Although I WAS able to meet the challenge as Adrienne puts it (at age 16), I do know not all young women can. However, I know how relinquishing wounds your heart for a lifetime as well.
Of course being a parent is hard at any age, from my experience. However, being a mother without her child, is a million times more difficult.
P.S. I don’t think we can or should force women to parent, but I believe that they need to know the REAL consequences for themselves and their children when they don’t.
Totally agree, Jan. I think it’s really about informed choice, no matter which way you slice it!
I started a comment, and it’s ended up a post. It will be on the Older Parent blog. Didn’t want to clog up your comments section, Doc.
Really? Out of wedlock pregnancy has lost its stigma? Please go tell the staff where I received my prenatal care with the Munchkin, my family and the small town from which I hail.
Wow.
Adrienne–
that’s precisely the thing i’m talking about. a different kind of set up. doggone it. it’s like the bottom line to the set up is we’re going to get that baby from you one way or the other. either we’ll send you away and make you give her up or we’ll make you keep her and then take her from you when you screw it all up. ack! this is crazy making…
Sandra–
Saw your piece over on our other blog. Yep. You’re right. About the part about why my reaction has been…my reaction…thus far, at least.
Jan–
thanks for being able to answer what was really the central question. i wasn’t writing about sour grapes. i was asking if women with a different experience asked themselves a different and equally painful question in the aftermath of it all. you’ve answered that for yourself (and now for me). it is harder to be without your child than to be with your child even when the circumstances of it all are stressful and challenging. thanks.
Jenna–
I know girls still catch flak for “getting themselves pregnant” (what a stupid and innaccurate…no, make that an *impossible* statement) but the stigma of getting pregnant in 2006 is nothing like it was in 1966 or even 1976. nothing. that much i’ve seen with my own eyes.

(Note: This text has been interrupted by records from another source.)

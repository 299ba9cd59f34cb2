// ==========================================
// 预算承诺控制引擎 - 引擎仓储集合
// ==========================================
// 账本引擎所需的全部仓储,共用一个连接
// ==========================================

use std::sync::{Arc, Mutex};

use rusqlite::Connection;

use crate::domain::availability::LedgerSnapshot;
use crate::engine::error::{CommitmentError, CommitmentResult};
use crate::repository::{
    ActionLogRepository, BudgetLineRepository, CommitmentRepository, LedgerReader,
    MovementRepository, ReservationRepository, TransferRepository, UnitOfWork,
};

#[derive(Clone)]
pub struct LedgerRepositories {
    pub ledger: Arc<dyn LedgerReader>,
    pub line_repo: Arc<BudgetLineRepository>,
    pub commitment_repo: Arc<CommitmentRepository>,
    pub reservation_repo: Arc<ReservationRepository>,
    pub transfer_repo: Arc<TransferRepository>,
    pub movement_repo: Arc<MovementRepository>,
    pub action_log_repo: Arc<ActionLogRepository>,
    pub unit_of_work: UnitOfWork,
}

impl LedgerRepositories {
    pub fn from_connection(conn: Arc<Mutex<Connection>>) -> Self {
        let line_repo = Arc::new(BudgetLineRepository::new(conn.clone()));
        Self {
            ledger: line_repo.clone(),
            line_repo,
            commitment_repo: Arc::new(CommitmentRepository::new(conn.clone())),
            reservation_repo: Arc::new(ReservationRepository::new(conn.clone())),
            transfer_repo: Arc::new(TransferRepository::new(conn.clone())),
            movement_repo: Arc::new(MovementRepository::new(conn.clone())),
            action_log_repo: Arc::new(ActionLogRepository::new(conn.clone())),
            unit_of_work: UnitOfWork::new(conn),
        }
    }

    /// `exercice` 中 `budget_line_ids` 的最新快照
    ///
    /// # 错误
    /// - `NotFound`: 预算线在本年度不存在
    pub fn load_snapshots<S: AsRef<str>>(
        &self,
        exercice: i32,
        budget_line_ids: &[S],
    ) -> CommitmentResult<Vec<LedgerSnapshot>> {
        budget_line_ids
            .iter()
            .map(|id| {
                self.ledger
                    .load_snapshot(id.as_ref(), exercice)?
                    .ok_or_else(|| CommitmentError::not_found("BudgetLine", id.as_ref()))
            })
            .collect()
    }
}

/// 从已加载集合中取出单条预算线的快照
pub(crate) fn snapshot_for<'a>(
    snapshots: &'a [LedgerSnapshot],
    budget_line_id: &str,
) -> CommitmentResult<&'a LedgerSnapshot> {
    snapshots
        .iter()
        .find(|s| s.line.budget_line_id == budget_line_id)
        .ok_or_else(|| CommitmentError::not_found("BudgetLine", budget_line_id))
}
// ==========================================
// 预算承诺控制引擎 - 可用额度计算器
// ==========================================
// 基于 LedgerSnapshot 的纯计算: 无 I/O,无缓存,不会失败。
// disponible_net 可能为负;这是超支信号,
// 不是错误。
// ==========================================

use crate::domain::availability::{
    AlertLevel, AvailabilityBreakdown, BudgetSummary, LedgerSnapshot, LineAlert,
};
use rust_decimal::{Decimal, RoundingStrategy};
use tracing::debug;

pub struct AvailabilityCalculator;

impl AvailabilityCalculator {
    /// 单条预算线的可用额度
    ///
    /// `exclude_request_id`: 忽略该申请自身的生效预留
    pub fn compute(
        snapshot: &LedgerSnapshot,
        exclude_request_id: Option<&str>,
    ) -> AvailabilityBreakdown {
        let line = &snapshot.line;

        let dotation_actuelle =
            line.initial_allocation + snapshot.transfers_in - snapshot.transfers_out;
        let cumul_engage = line.cumulative_committed;
        let disponible_brut = dotation_actuelle - cumul_engage;
        let montant_reserve = snapshot.reserved_excluding(exclude_request_id);
        let disponible_net = disponible_brut - montant_reserve;

        debug!(
            budget_line_id = %line.budget_line_id,
            %dotation_actuelle,
            %cumul_engage,
            %montant_reserve,
            %disponible_net,
            "availability computed"
        );

        AvailabilityBreakdown {
            budget_line_id: line.budget_line_id.clone(),
            code: line.code.clone(),
            exercice: line.exercice,
            dotation_initiale: line.initial_allocation,
            virements_recus: snapshot.transfers_in,
            virements_emis: snapshot.transfers_out,
            dotation_actuelle,
            cumul_engage,
            disponible_brut,
            montant_reserve,
            disponible_net,
            taux_engagement: percentage(cumul_engage, dotation_actuelle),
        }
    }

    /// 汇总一个年度的全部预算线
    pub fn summarize(
        exercice: i32,
        breakdowns: &[AvailabilityBreakdown],
        alert_threshold_pct: Decimal,
    ) -> BudgetSummary {
        let total_dotation_initiale: Decimal = breakdowns.iter().map(|b| b.dotation_initiale).sum();
        let total_dotation_actuelle: Decimal = breakdowns.iter().map(|b| b.dotation_actuelle).sum();
        let total_engage: Decimal = breakdowns.iter().map(|b| b.cumul_engage).sum();
        let total_reserve: Decimal = breakdowns.iter().map(|b| b.montant_reserve).sum();
        let total_disponible: Decimal = breakdowns.iter().map(|b| b.disponible_net).sum();

        BudgetSummary {
            exercice,
            total_dotation_initiale,
            total_dotation_actuelle,
            total_engage,
            total_reserve,
            total_disponible,
            taux_global: percentage(total_engage, total_dotation_actuelle),
            nb_lignes: breakdowns.len(),
            nb_lignes_depassement: breakdowns.iter().filter(|b| b.is_overdrawn()).count(),
            nb_lignes_alerte: breakdowns
                .iter()
                .filter(|b| Self::alert_for(b, alert_threshold_pct).is_some())
                .count(),
        }
    }

    /// 消耗率对应的预警级别;低于阈值时为 None
    pub fn alert_level(taux_pct: Decimal, alert_threshold_pct: Decimal) -> Option<AlertLevel> {
        if taux_pct < alert_threshold_pct {
            None
        } else if taux_pct >= Decimal::ONE_HUNDRED {
            Some(AlertLevel::Blocking)
        } else if taux_pct >= CRITICAL_RATE_PCT {
            Some(AlertLevel::Critical)
        } else {
            Some(AlertLevel::Warning)
        }
    }

    /// 单条预算线的消耗预警
    ///
    /// 消耗率 = 已承诺 / 当前拨款,不含预留。
    /// 无拨款的预算线不预警。
    pub fn alert_for(
        breakdown: &AvailabilityBreakdown,
        alert_threshold_pct: Decimal,
    ) -> Option<LineAlert> {
        if breakdown.dotation_actuelle <= Decimal::ZERO {
            return None;
        }
        let taux = breakdown
            .cumul_engage
            .checked_div(breakdown.dotation_actuelle)
            .and_then(|ratio| ratio.checked_mul(Decimal::ONE_HUNDRED))?;
        let niveau = Self::alert_level(taux, alert_threshold_pct)?;

        Some(LineAlert {
            budget_line_id: breakdown.budget_line_id.clone(),
            code: breakdown.code.clone(),
            exercice: breakdown.exercice,
            niveau,
            seuil_pct: alert_threshold_pct,
            taux_consommation: round_pct(taux),
            dotation_actuelle: breakdown.dotation_actuelle,
            cumul_engage: breakdown.cumul_engage,
            disponible_brut: breakdown.disponible_brut,
        })
    }
}

const CRITICAL_RATE_PCT: Decimal = Decimal::from_parts(95, 0, 0, false, 0);

/// part / whole * 100,保留 2 位小数;whole <= 0 时为 0
fn percentage(part: Decimal, whole: Decimal) -> Decimal {
    if whole <= Decimal::ZERO {
        return Decimal::ZERO;
    }
    part.checked_div(whole)
        .and_then(|ratio| ratio.checked_mul(Decimal::ONE_HUNDRED))
        .map(round_pct)
        .unwrap_or(Decimal::ZERO)
}

fn round_pct(pct: Decimal) -> Decimal {
    pct.round_dp_with_strategy(2, RoundingStrategy::MidpointAwayFromZero)
}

Here’ s the link for my comment, for all the lazies ….
http://older-parent.adoptionblogs.com/weblogs/comment-on-dr-g-s-post-on-the-girls-who
Dr. G; you didn’t say that. You said:
Out of wedlock pregnancy has lost its stigma
And that’s not the case for every single area of the world. Let’s not be so blind as to think such things are true for every case.
Jenna–
you’re right. point taken. i thought one thing and wrote another. that’s the thing about blog writing. there’s no shortage of editors. keeps the writing honest.
and heaven’s no, *nothing* is the case for every single area of the world. nothing.
The stigma is not gone. It is part of why I placed.